Saturday, January 18, 2003
Well hello. Been busy, sorry for the absence. OK, almost 5 weeks uptime and Cameron smiled at me today for the first time whilst I was dressing her before we went out on a shopping trip. Cool, and about time too, she's been smiling at Fiona for ages, or so she says - Fiona, not Cameron - and I've been getting concerned that she might not like me. But she does. Phew.
We had an interesting first couple of weeks, Fiona had a bad infection thanks to some 'retained products' - in other words they never got all of the placenta out at the birth - which isn't good. At all. Two different types of elephant strength anti-biotics for a fortnight, equally not good. But she's fine now having returned to her former self about a week ago.
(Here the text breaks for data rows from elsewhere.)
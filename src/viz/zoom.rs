//! Pan/zoom transforms and the behavior that constrains them.

use super::scale::{LinearScale, TimeScale};
use super::scene::num;

/// Affine transform `(x, y) ↦ (x·k + tx, y·k + ty)`.
#[derive(Debug, Clone, Copy, PartialEq)]
pub struct ZoomTransform {
    pub k: f64,
    pub x: f64,
    pub y: f64,
}

impl Default for ZoomTransform {
    fn default() -> Self {
        Self::IDENTITY
    }
}

impl ZoomTransform {
    pub const IDENTITY: ZoomTransform = ZoomTransform {
        k: 1.0,
        x: 0.0,
        y: 0.0,
    };

    pub fn new(k: f64, x: f64, y: f64) -> Self {
        Self { k, x, y }
    }

    pub fn is_identity(&self) -> bool {
        *self == Self::IDENTITY
    }

    pub fn apply(&self, p: (f64, f64)) -> (f64, f64) {
        (p.0 * self.k + self.x, p.1 * self.k + self.y)
    }

    pub fn apply_x(&self, x: f64) -> f64 {
        x * self.k + self.x
    }

    pub fn invert(&self, p: (f64, f64)) -> (f64, f64) {
        (self.invert_x(p.0), self.invert_y(p.1))
    }

    pub fn invert_x(&self, x: f64) -> f64 {
        (x - self.x) / self.k
    }

    pub fn invert_y(&self, y: f64) -> f64 {
        (y - self.y) / self.k
    }

    /// Translate in the transform's own (scaled) coordinates.
    pub fn translate(&self, dx: f64, dy: f64) -> Self {
        Self::new(self.k, self.x + self.k * dx, self.y + self.k * dy)
    }

    pub fn scale(&self, factor: f64) -> Self {
        Self::new(self.k * factor, self.x, self.y)
    }

    /// Component-wise interpolation.
    pub fn lerp(&self, to: &ZoomTransform, t: f64) -> Self {
        let l = |a: f64, b: f64| a + (b - a) * t;
        Self::new(l(self.k, to.k), l(self.x, to.x), l(self.y, to.y))
    }

    /// SVG `transform` attribute value.
    pub fn to_svg(&self) -> String {
        format!("translate({},{}) scale({})", num(self.x), num(self.y), num(self.k))
    }

    /// Copy of `scale` whose domain shows what is currently visible along x.
    pub fn rescale_x(&self, scale: &LinearScale) -> LinearScale {
        let (r0, r1) = scale.range();
        scale.with_domain((scale.invert(self.invert_x(r0)), scale.invert(self.invert_x(r1))))
    }

    pub fn rescale_y(&self, scale: &LinearScale) -> LinearScale {
        let (r0, r1) = scale.range();
        scale.with_domain((scale.invert(self.invert_y(r0)), scale.invert(self.invert_y(r1))))
    }

    pub fn rescale_time(&self, scale: &TimeScale) -> TimeScale {
        TimeScale::new(self.rescale_x(scale.linear()).domain(), scale.range())
    }
}

type Extent = [(f64, f64); 2];

/// Zoom state with scale and translate limits.
#[derive(Debug, Clone, PartialEq)]
pub struct ZoomBehavior {
    scale_extent: (f64, f64),
    viewport: Extent,
    translate_extent: Option<Extent>,
    transform: ZoomTransform,
}

impl ZoomBehavior {
    pub fn new(scale_extent: (f64, f64), viewport_width: f64, viewport_height: f64) -> Self {
        Self {
            scale_extent,
            viewport: [(0.0, 0.0), (viewport_width, viewport_height)],
            translate_extent: None,
            transform: ZoomTransform::IDENTITY,
        }
    }

    /// Keep the content inside `[x0, y0]–[x1, y1]` when panning.
    pub fn with_translate_extent(mut self, extent: Extent) -> Self {
        self.translate_extent = Some(extent);
        self
    }

    pub fn scale_extent(&self) -> (f64, f64) {
        self.scale_extent
    }

    pub fn transform(&self) -> ZoomTransform {
        self.transform
    }

    pub fn center(&self) -> (f64, f64) {
        let [(x0, y0), (x1, y1)] = self.viewport;
        ((x0 + x1) / 2.0, (y0 + y1) / 2.0)
    }

    fn clamp_k(&self, k: f64) -> f64 {
        k.clamp(self.scale_extent.0, self.scale_extent.1)
    }

    fn constrain(&self, t: ZoomTransform) -> ZoomTransform {
        let Some([(tx0, ty0), (tx1, ty1)]) = self.translate_extent else {
            return t;
        };
        let [(vx0, vy0), (vx1, vy1)] = self.viewport;
        let dx0 = t.invert_x(vx0) - tx0;
        let dx1 = t.invert_x(vx1) - tx1;
        let dy0 = t.invert_y(vy0) - ty0;
        let dy1 = t.invert_y(vy1) - ty1;
        let pick = |d0: f64, d1: f64| {
            if d1 > d0 {
                (d0 + d1) / 2.0
            } else if d0 < 0.0 {
                d0
            } else if d1 > 0.0 {
                d1
            } else {
                0.0
            }
        };
        t.translate(pick(dx0, dx1), pick(dy0, dy1))
    }

    /// Replace the transform (scale clamped, translation constrained).
    pub fn set(&mut self, t: ZoomTransform) -> ZoomTransform {
        let t = ZoomTransform::new(self.clamp_k(t.k), t.x, t.y);
        self.transform = self.constrain(t);
        self.transform
    }

    /// Scale to `k` keeping `point` fixed on screen.
    pub fn scale_to(&mut self, k: f64, point: (f64, f64)) -> ZoomTransform {
        let k1 = self.clamp_k(k);
        let (px, py) = self.transform.invert(point);
        let t = ZoomTransform::new(k1, point.0 - px * k1, point.1 - py * k1);
        self.transform = self.constrain(t);
        self.transform
    }

    pub fn scale_by(&mut self, factor: f64, point: (f64, f64)) -> ZoomTransform {
        self.scale_to(self.transform.k * factor, point)
    }

    /// Pan by a screen-space delta.
    pub fn pan(&mut self, dx: f64, dy: f64) -> ZoomTransform {
        let t = self.transform;
        self.set(ZoomTransform::new(t.k, t.x + dx, t.y + dy))
    }

    /// Mouse-wheel zoom around `point` (pixel-mode `delta_y`).
    pub fn wheel(&mut self, delta_y: f64, point: (f64, f64)) -> ZoomTransform {
        self.scale_by(2f64.powf(-delta_y * 0.002), point)
    }

    pub fn reset(&mut self) -> ZoomTransform {
        self.transform = ZoomTransform::IDENTITY;
        self.transform
    }
}

#[cfg(test)]
mod tests {
    use super::*;

    #[test]
    fn scale_is_clamped_to_extent() {
        let mut z = ZoomBehavior::new((1.0, 10.0), 100.0, 100.0);
        assert_eq!(z.scale_to(50.0, (0.0, 0.0)).k, 10.0);
        assert_eq!(z.scale_to(0.1, (0.0, 0.0)).k, 1.0);
    }

    #[test]
    fn translate_extent_keeps_content_in_view() {
        let mut z = ZoomBehavior::new((1.0, 10.0), 100.0, 50.0)
            .with_translate_extent([(0.0, 0.0), (100.0, 50.0)]);
        z.scale_to(2.0, (50.0, 25.0));
        let t = z.pan(500.0, 0.0);
        assert_eq!(t.x, 0.0);
        let t = z.pan(-1000.0, 0.0);
        assert_eq!(t.x, -100.0);
    }

    #[test]
    fn rescale_shows_visible_domain() {
        let s = LinearScale::new((0.0, 10.0), (0.0, 100.0));
        let t = ZoomTransform::new(2.0, -50.0, 0.0);
        let r = t.rescale_x(&s);
        assert_eq!(r.domain(), (2.5, 7.5));
    }

    #[test]
    fn svg_transform_format() {
        assert_eq!(ZoomTransform::IDENTITY.to_svg(), "translate(0,0) scale(1)");
    }
}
Cameron lost about four ounces in the first two weeks but she's back over her birthweight now and eating,well drinking, us out of house and home.
Sunday, January 12, 2003
Ye merry gentlemen
Michael, your tale reminds me of something I kept thinking about in the days leading up to Sawyer's birth - the puzzling question of why a moment as singular and special and celebratory (and full of import for a mother, a father, and an about-to-be-born infant) as the moment of birth should take place in, of all things, a hospital.
We had an amusing moment in the midst of Wendy's labor, probably in about the 19th hour, when patience and bonhommie were wearing a tad thin: A group of carolers (this is the eve before Christmas Eve) had come through the corridor, warbling to the nursing staff. One of the singers, a tall thin man of about 80 wearing a Santa hat, wandered by himself down the hall and stood outside our room (the door was ajar) saying to no one in particular, since no one was around, "Where are the babies? Where are the babies?" Hearing him, a nurse came along and told him this was the labor and delivery ward - that the nursery was upstairs. This seemed a bit much for him to take in; he kept repeating, "Where are the babies? They told us we would see babies!"
At which point, Wendy, whose back labor was showing no signs of letting up, hearing his demand in the middle of a contraction, shouted into the corridor in a clear, if somewhat stressed voice, "You want a baby? Just wait a sec and let me squeeze one out for you."
Uncontrollable laughter. Wondrous relief.